My 85lb, 2.5yr old male GSD had a scare yesterday. After some bloody diarrhea he started defecating straight blood with no fecal matter. I brought him to the vet and got an anti-diuretic, something to thicken/coat his stomach lining, and some probiotics. I was told to keep him on a very plain diet for a few days so have been giving him rice and chicken twice a day. 

My question is, how much should he get?

I've been giving him 1 chicken breast (about 1 cup) and 2 cups of rice, every 12 hours.

Thanks for your input!

-- Ruth & Sitka


----------



## banzai555 (Sep 2, 2019)

I've read they should be smaller portions but more often, like 3-4 times a day. My pup was just going through this (no blood, but persistent diarrhea) and I was feeding probably 1 cup of rice with 1/2 cup boiled ground turkey or chicken 4 times per day. She's smaller than your dog though, only 60 pounds. I google searched this very question a lot, and 2 parts rice to 1 part protein seemed to be the general recommendation?

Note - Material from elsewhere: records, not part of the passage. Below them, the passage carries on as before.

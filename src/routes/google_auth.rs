use axum::{
    Json,
    extract::{Query, State},
    response::{AppendHeaders, IntoResponse, Redirect, Response},
};
use http::{HeaderMap, header::SET_COOKIE};
use url::Url;

use crate::{
    AppState,
    error::{AppError, Result},
    models::{OAuthCallbackQuery, OAuthCodeRequest},
    services::profile_service,
    utils::{
        cookies::{self, OAUTH_VERIFIER_COOKIE},
        jwt::SessionUser,
        pkce,
    },
};

use super::login;

const PROVIDER: &str = "google";

pub async fn google_login(State(state): State<AppState>) -> Result<impl IntoResponse> {
    let pair = pkce::generate();
    let redirect_to = format!("{}/auth/google/callback", state.backend_url);
    let authorize_url = state
        .identity
        .authorize_url(PROVIDER, &redirect_to, &pair.challenge)?;

    Ok((
        AppendHeaders([(SET_COOKIE, state.cookies.verifier_cookie(&pair.verifier))]),
        Redirect::to(&authorize_url),
    ))
}

async fn exchange_code(state: &AppState, code: &str, verifier: &str) -> Result<SessionUser> {
    let session = state
        .identity
        .exchange_code_for_session(code, verifier)
        .await?;
    let profile = profile_service::ensure_profile(&state.db, &session.user).await;

    Ok(profile_service::session_user(&session.user, profile.as_ref()))
}

/// Browser lands here from the provider; every outcome ends in a redirect to the client.
pub async fn google_callback(
    State(state): State<AppState>,
    headers: HeaderMap,
    Query(query): Query<OAuthCallbackQuery>,
) -> Response {
    if let Some(error) = query.error_description.or(query.error) {
        tracing::warn!("Google sign-in rejected by provider: {}", error);
        return login_error_redirect(&state, &error);
    }

    let Some(code) = query.code.filter(|code| !code.is_empty()) else {
        return login_error_redirect(&state, "Missing authorization code");
    };

    let Some(verifier) = cookies::read_cookie(&headers, OAUTH_VERIFIER_COOKIE) else {
        return login_error_redirect(&state, "Sign-in session expired, please try again");
    };

    let signed = async {
        let user = exchange_code(&state, &code, &verifier).await?;
        let token = state.sessions.sign(&user)?;
        Ok::<_, AppError>((user, token))
    }
    .await;

    match signed {
        Ok((user, token)) => {
            tracing::info!("User {} signed in with Google", user.id);
            (
                AppendHeaders([
                    (SET_COOKIE, state.cookies.session_cookie(&token)),
                    (SET_COOKIE, state.cookies.clear_verifier_cookie()),
                ]),
                Redirect::to(&state.client_url),
            )
                .into_response()
        }
        Err(e) => {
            tracing::warn!("Google code exchange failed: {}", e);
            login_error_redirect(&state, redirect_error_message(&e))
        }
    }
}

/// Same exchange for a front-end that receives the provider redirect itself.
pub async fn google_callback_json(
    State(state): State<AppState>,
    headers: HeaderMap,
    Json(payload): Json<OAuthCodeRequest>,
) -> Result<impl IntoResponse> {
    let code = payload
        .code
        .filter(|code| !code.trim().is_empty())
        .ok_or_else(|| AppError::BadRequest("Authorization code is required".to_string()))?;

    let verifier = payload
        .code_verifier
        .filter(|verifier| !verifier.is_empty())
        .or_else(|| cookies::read_cookie(&headers, OAUTH_VERIFIER_COOKIE))
        .ok_or_else(|| AppError::BadRequest("Missing PKCE code verifier".to_string()))?;

    let user = exchange_code(&state, &code, &verifier).await?;
    tracing::info!("User {} signed in with Google", user.id);

    Ok((
        AppendHeaders([(SET_COOKIE, state.cookies.clear_verifier_cookie())]),
        login::signed_in(&state, user)?,
    ))
}

/// Provider rejections are shown to the user; anything else stays in the logs.
fn redirect_error_message(error: &AppError) -> &str {
    match error {
        AppError::Upstream(message) => message.as_str(),
        _ => "Sign-in failed, please try again",
    }
}

fn login_error_redirect(state: &AppState, message: &str) -> Response {
    let login_url = format!("{}/login", state.client_url);
    let location = Url::parse_with_params(&login_url, &[("error", message)])
        .map(String::from)
        .unwrap_or(login_url);

    (
        AppendHeaders([(SET_COOKIE, state.cookies.clear_verifier_cookie())]),
        Redirect::to(&location),
    )
        .into_response()
}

I also added about a tablespoon of pumpkin puree 2x per day, and I gave an entire Fortiflora packet with one of the meals. I honestly don't know if it's better to portion that packet out throughout meals, but you're supposed to stick to just 1 packet per day. TBH, the bland diet by itself didn't do much for my pup over 5 days (she started pooping straight orange goo), until I started giving her metronidazole.


----------



## SitkatheGSD (Aug 24, 2017)

Thanks for your response. Yes, I read the 2:1 ratio as well... I hadn't thought of more frequent meals, it sounds like overall you were feeding your 60lb pup the same as I'm feeding my 85lb so maybe he needs more... his meds have to be given to him every 12 hours on an empty stomach with food given after 1.5-2 hrs


----------



## Sunflowers (Feb 17, 2012)

Fast him 24 hours first.
I am of the school that believes that rice ferments, and it should be replaced with pumpkin. 3/4 pound boiled meat and a quarter cup pumpkin, add 3/4 teaspoon of bonemeal to the pumpkin purée.


----------



## Bramble (Oct 23, 2011)

Not my video, but I share his opinion about feeding an ill dog chicken and rice.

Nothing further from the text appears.